So I agree, that’s disappointing that Scott Pruitt is being represented in that way. He is a potential EPA head that simply doesn’t believe in a federal role for regulating the environment, this despite the fact that environmental issues of course cross state boundaries. Clean water is not something that is just related to one state; dirty water passes state lines, just like with air pollution. And, of course, climate change is the biggest threat, and that is not something that is a state-level threat; that’s a federal threat, that’s a global threat.

I think what we need in terms of reporting is far more skepticism towards putting in place individuals that head these agencies that fundamentally disagree with the mission of those agencies. And then, beyond that, to the extent that they are citing what’s viewed as statistics, or some kind of grounding in basis for their anti-regulatory or deregulatory measures, those have to be vetted far more carefully. Industry and industry lobbyists in DC get away with so much when it comes to what they claim to be studies and reports, that only look at the economic costs of regulation to their clients, to their industries, and never look at the benefits of regulations, the very real benefits, but the less tangible benefits when it comes to clean air, clean water, a safe financial system that doesn’t implode, safe food, anti-discrimination measures.
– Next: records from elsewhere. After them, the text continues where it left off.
use super::validation::{
    validate_database_kind, validate_id, validate_name, validate_plan, validate_region,
};
use super::{resource_error, wait_for_ready, ReadyState, ResourceDefaults};
use crate::error::{Result, ResultExt};
use crate::platform::PlatformClient;
use serde::{Deserialize, Serialize};
use tracing::info;

const STORES_PATH: &str = "/v1/storage/stores";
const DEFAULT_KIND: &str = "postgres";

#[derive(Debug, Clone, Copy, Default, PartialEq, Eq, Serialize, Deserialize)]
#[serde(rename_all = "lowercase")]
pub enum DatabaseStatus {
    #[serde(alias = "available", alias = "READY")]
    Ready,
    #[serde(alias = "provisioning", alias = "creating", alias = "initializing")]
    Pending,
    #[serde(alias = "failed", alias = "ERROR")]
    Error,
    #[default]
    #[serde(other)]
    Unknown,
}

#[derive(Debug, Clone, PartialEq, Serialize, Deserialize)]
#[serde(rename_all = "camelCase")]
pub struct Database {
    pub id: String,
    pub name: String,
    #[serde(rename = "type", default)]
    pub kind: Option<String>,
    #[serde(default)]
    pub region: Option<String>,
    #[serde(default)]
    pub plan: Option<String>,
    #[serde(default)]
    pub status: DatabaseStatus,
    #[serde(default)]
    pub created_at: Option<i64>,
}

impl ReadyState for Database {
    fn is_terminal(&self) -> bool {
        matches!(self.status, DatabaseStatus::Ready | DatabaseStatus::Error)
    }
}

/// Request for a new database. `None` fields take the configured defaults.
#[derive(Debug, Clone, Default)]
pub struct CreateDatabase {
    pub name: String,
    pub kind: Option<String>,
    pub region: Option<String>,
    pub plan: Option<String>,
}

impl CreateDatabase {
    pub fn named(name: impl Into<String>) -> Self {
        Self {
            name: name.into(),
            ..Self::default()
        }
    }
}

#[derive(Serialize)]
struct CreateBody<'a> {
    name: &'a str,
    #[serde(rename = "type")]
    kind: &'a str,
    region: &'a str,
    plan: &'a str,
}

#[derive(Deserialize)]
struct StoreEnvelope {
    store: Database,
}

#[derive(Deserialize)]
struct StoresEnvelope {
    #[serde(default)]
    stores: Vec<Database>,
}

pub struct DatabaseManager<'a> {
    client: &'a PlatformClient,
    defaults: &'a ResourceDefaults,
}

impl<'a> DatabaseManager<'a> {
    pub fn new(client: &'a PlatformClient, defaults: &'a ResourceDefaults) -> Self {
        Self { client, defaults }
    }

    pub async fn create(&self, request: &CreateDatabase) -> Result<Database> {
        validate_name("name", &request.name)?;
        let kind = request.kind.as_deref().unwrap_or(DEFAULT_KIND);
        let region = request.region.as_deref().unwrap_or(&self.defaults.region);
        let plan = request.plan.as_deref().unwrap_or(&self.defaults.plan);
        validate_database_kind(kind)?;
        validate_region(region)?;
        validate_plan(plan)?;

        let body = CreateBody {
            name: &request.name,
            kind,
            region,
            plan,
        };
        let created: StoreEnvelope = self
            .client
            .post(STORES_PATH, &body)
            .await
            .op_context(format!("create_database({})", request.name))?;

        info!(database_id = %created.store.id, name = %request.name, region = %region, "Created database");
        Ok(created.store)
    }

    pub async fn list(&self) -> Result<Vec<Database>> {
        let listed: StoresEnvelope = self
            .client
            .get(STORES_PATH)
            .await
            .op_context("list_databases")?;
        Ok(listed.stores)
    }

    pub async fn get(&self, id: &str) -> Result<Database> {
        validate_id("id", id)?;
        let found: StoreEnvelope = self
            .client
            .get(&format!("{}/{}", STORES_PATH, id))
            .await
            .map_err(resource_error("get_database", "database", id))?;
        Ok(found.store)
    }

    pub async fn delete(&self, id: &str) -> Result<()> {
        validate_id("id", id)?;
        self.client
            .delete(&format!("{}/{}", STORES_PATH, id))
            .await
            .map_err(resource_error("delete_database", "database", id))?;
        info!(database_id = %id, "Deleted database");
        Ok(())
    }

    /// Polls until the database is `ready` or `error`.
    pub async fn wait_for_ready(&self, id: &str) -> Result<Database> {
        validate_id("id", id)?;
        wait_for_ready(&format!("database {}", id), self.defaults.poll, || self.get(id)).await
    }
}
I think we’re going to see now, just like with Obamacare and the attempt to repeal Obamacare, now all of a sudden people realize, oh, this is a very important law that gives us tangible benefits. The same thing is going to happen in the regulatory space, and I really think that journalists need to point out exactly what’s at stake and exactly what people will be losing as the Trump administration seeks to repeal all sorts of Obama-era regulations, and potentially even older regulations, that absolutely benefit the public greatly.

We’ve been speaking with Amit Narang. He’s regulatory policy advocate at Public Citizen’s Congress Watch. You can follow their work, including their lawsuit against Donald Trump, online at Citizen.org. Amit Narang, thank you very much for joining us this week on CounterSpin.

My pleasure. Any time.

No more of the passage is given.